(Items listed in a dataset)
□ □ □ □ □ □ □
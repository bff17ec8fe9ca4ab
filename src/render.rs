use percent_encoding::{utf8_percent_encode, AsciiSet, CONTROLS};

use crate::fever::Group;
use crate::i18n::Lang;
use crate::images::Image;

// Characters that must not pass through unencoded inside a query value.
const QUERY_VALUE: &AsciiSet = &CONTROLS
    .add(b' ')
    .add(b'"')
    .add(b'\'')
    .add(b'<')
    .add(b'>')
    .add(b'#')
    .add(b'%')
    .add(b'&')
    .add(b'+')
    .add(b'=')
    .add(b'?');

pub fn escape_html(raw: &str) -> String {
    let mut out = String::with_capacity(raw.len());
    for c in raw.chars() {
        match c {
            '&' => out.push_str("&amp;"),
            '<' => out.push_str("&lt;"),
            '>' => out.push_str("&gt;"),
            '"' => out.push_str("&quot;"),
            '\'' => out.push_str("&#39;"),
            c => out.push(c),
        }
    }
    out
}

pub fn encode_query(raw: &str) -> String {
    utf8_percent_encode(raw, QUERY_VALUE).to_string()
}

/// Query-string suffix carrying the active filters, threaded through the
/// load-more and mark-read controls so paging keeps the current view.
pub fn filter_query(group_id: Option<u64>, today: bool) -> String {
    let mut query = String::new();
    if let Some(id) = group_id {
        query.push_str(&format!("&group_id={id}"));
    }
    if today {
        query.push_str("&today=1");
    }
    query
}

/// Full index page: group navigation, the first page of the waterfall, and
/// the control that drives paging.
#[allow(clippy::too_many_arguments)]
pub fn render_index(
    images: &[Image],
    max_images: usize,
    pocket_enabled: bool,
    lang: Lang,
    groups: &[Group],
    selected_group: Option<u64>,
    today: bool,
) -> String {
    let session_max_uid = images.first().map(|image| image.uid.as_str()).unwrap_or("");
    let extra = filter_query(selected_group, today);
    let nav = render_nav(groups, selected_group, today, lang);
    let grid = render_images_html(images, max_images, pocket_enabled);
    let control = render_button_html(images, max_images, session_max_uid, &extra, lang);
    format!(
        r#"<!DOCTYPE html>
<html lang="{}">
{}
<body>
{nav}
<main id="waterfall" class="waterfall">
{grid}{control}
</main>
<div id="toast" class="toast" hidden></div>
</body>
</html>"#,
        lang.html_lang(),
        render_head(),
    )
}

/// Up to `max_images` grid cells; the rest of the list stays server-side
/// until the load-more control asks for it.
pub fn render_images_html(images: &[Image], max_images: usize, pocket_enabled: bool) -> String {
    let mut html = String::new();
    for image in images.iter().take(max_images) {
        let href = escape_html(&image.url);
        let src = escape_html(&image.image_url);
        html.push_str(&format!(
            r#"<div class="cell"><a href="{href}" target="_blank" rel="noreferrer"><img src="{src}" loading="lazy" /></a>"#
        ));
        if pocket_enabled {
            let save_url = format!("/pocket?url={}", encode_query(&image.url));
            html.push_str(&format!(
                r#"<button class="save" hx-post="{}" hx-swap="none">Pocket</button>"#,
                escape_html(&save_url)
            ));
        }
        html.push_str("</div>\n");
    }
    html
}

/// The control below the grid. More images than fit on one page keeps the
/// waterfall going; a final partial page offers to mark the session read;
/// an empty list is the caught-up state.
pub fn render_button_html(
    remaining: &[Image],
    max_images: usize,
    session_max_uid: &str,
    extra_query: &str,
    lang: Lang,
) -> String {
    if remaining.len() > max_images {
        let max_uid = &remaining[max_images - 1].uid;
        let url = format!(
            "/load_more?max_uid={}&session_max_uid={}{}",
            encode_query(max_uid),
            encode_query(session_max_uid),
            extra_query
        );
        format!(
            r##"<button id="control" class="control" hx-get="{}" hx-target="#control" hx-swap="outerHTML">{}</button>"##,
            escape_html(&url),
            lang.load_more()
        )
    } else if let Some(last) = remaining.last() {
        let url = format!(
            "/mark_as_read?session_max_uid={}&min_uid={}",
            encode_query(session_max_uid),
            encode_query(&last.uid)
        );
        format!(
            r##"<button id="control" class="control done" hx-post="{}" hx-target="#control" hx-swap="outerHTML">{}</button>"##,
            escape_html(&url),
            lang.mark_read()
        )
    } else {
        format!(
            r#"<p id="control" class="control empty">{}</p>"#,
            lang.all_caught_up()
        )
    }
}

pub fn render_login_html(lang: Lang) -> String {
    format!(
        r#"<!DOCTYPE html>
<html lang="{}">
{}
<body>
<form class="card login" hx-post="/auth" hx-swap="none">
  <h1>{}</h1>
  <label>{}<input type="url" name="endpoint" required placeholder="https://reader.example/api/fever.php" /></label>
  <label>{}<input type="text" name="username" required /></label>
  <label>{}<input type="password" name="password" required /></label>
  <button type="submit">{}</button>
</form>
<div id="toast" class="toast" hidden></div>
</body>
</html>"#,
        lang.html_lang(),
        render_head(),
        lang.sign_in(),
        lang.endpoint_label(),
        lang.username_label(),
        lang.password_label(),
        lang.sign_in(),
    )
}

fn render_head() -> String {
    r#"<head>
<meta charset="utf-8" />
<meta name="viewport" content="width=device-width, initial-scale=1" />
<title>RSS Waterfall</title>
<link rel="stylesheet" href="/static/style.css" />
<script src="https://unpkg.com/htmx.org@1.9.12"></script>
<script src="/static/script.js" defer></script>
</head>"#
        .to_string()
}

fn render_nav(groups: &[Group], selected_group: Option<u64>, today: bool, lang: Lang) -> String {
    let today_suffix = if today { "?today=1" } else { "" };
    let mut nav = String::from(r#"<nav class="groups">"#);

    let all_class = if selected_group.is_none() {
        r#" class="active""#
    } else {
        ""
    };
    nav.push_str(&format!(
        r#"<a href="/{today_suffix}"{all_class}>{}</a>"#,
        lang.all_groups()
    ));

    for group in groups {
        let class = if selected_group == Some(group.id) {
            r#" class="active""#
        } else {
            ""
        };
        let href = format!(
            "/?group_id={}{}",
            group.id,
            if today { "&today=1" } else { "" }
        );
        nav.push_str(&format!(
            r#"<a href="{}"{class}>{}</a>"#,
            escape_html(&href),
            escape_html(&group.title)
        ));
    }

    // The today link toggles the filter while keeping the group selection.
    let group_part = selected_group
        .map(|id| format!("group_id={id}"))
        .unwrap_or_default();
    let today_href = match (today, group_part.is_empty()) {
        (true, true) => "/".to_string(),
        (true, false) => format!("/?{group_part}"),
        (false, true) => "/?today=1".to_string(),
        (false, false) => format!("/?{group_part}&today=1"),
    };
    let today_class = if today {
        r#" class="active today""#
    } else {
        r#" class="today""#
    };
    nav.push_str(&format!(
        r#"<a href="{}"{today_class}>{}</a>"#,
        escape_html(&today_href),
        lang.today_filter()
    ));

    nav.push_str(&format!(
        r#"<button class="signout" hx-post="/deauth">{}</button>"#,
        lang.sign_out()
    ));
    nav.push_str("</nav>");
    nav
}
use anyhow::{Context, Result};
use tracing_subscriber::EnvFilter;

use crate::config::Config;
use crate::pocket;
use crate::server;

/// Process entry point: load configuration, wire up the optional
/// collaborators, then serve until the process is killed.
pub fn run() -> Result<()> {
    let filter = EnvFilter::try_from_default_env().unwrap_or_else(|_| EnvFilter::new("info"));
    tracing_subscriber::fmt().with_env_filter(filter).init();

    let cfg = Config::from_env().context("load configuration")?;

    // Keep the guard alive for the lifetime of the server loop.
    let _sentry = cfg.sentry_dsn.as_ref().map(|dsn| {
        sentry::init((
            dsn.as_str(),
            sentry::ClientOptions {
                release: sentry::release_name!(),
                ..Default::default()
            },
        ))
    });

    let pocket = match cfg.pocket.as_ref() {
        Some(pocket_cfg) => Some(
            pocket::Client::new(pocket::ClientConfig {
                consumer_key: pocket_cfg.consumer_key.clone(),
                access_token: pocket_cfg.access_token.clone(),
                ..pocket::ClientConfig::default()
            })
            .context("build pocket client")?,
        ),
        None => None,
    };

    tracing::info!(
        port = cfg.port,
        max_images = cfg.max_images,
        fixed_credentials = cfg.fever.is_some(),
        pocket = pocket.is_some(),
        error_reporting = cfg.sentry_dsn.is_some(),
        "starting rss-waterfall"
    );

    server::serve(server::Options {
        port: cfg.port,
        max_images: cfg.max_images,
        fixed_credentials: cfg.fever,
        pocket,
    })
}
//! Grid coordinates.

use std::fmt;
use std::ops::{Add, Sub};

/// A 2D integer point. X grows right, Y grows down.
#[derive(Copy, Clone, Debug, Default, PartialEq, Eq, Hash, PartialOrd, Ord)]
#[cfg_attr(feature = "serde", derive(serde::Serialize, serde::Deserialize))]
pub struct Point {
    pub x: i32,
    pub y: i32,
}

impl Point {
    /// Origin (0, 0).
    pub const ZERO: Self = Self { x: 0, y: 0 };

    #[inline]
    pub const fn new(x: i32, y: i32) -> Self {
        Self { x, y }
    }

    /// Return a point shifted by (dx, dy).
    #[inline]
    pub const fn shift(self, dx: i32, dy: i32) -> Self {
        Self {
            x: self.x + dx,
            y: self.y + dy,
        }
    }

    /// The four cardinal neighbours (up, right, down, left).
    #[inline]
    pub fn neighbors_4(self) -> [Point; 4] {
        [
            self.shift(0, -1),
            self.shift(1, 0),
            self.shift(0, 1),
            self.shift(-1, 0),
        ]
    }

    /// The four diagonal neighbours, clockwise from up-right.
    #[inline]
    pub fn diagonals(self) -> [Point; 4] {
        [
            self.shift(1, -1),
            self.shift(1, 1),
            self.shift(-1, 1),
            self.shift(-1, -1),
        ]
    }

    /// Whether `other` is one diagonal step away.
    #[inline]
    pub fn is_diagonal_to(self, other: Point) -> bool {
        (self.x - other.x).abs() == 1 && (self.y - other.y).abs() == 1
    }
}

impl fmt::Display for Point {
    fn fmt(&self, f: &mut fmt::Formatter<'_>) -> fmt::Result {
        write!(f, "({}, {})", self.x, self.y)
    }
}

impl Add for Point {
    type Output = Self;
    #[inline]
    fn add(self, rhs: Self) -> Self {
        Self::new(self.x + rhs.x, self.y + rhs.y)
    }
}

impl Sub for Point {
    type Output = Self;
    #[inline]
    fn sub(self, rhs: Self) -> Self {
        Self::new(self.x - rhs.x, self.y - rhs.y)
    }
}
□ □ □ □ □ □ □
Your assignment – Return each line of the entries that holds the string "static".

Solved exercise –
<link rel="stylesheet" href="/static/style.css" />
<script src="/static/script.js" defer></script>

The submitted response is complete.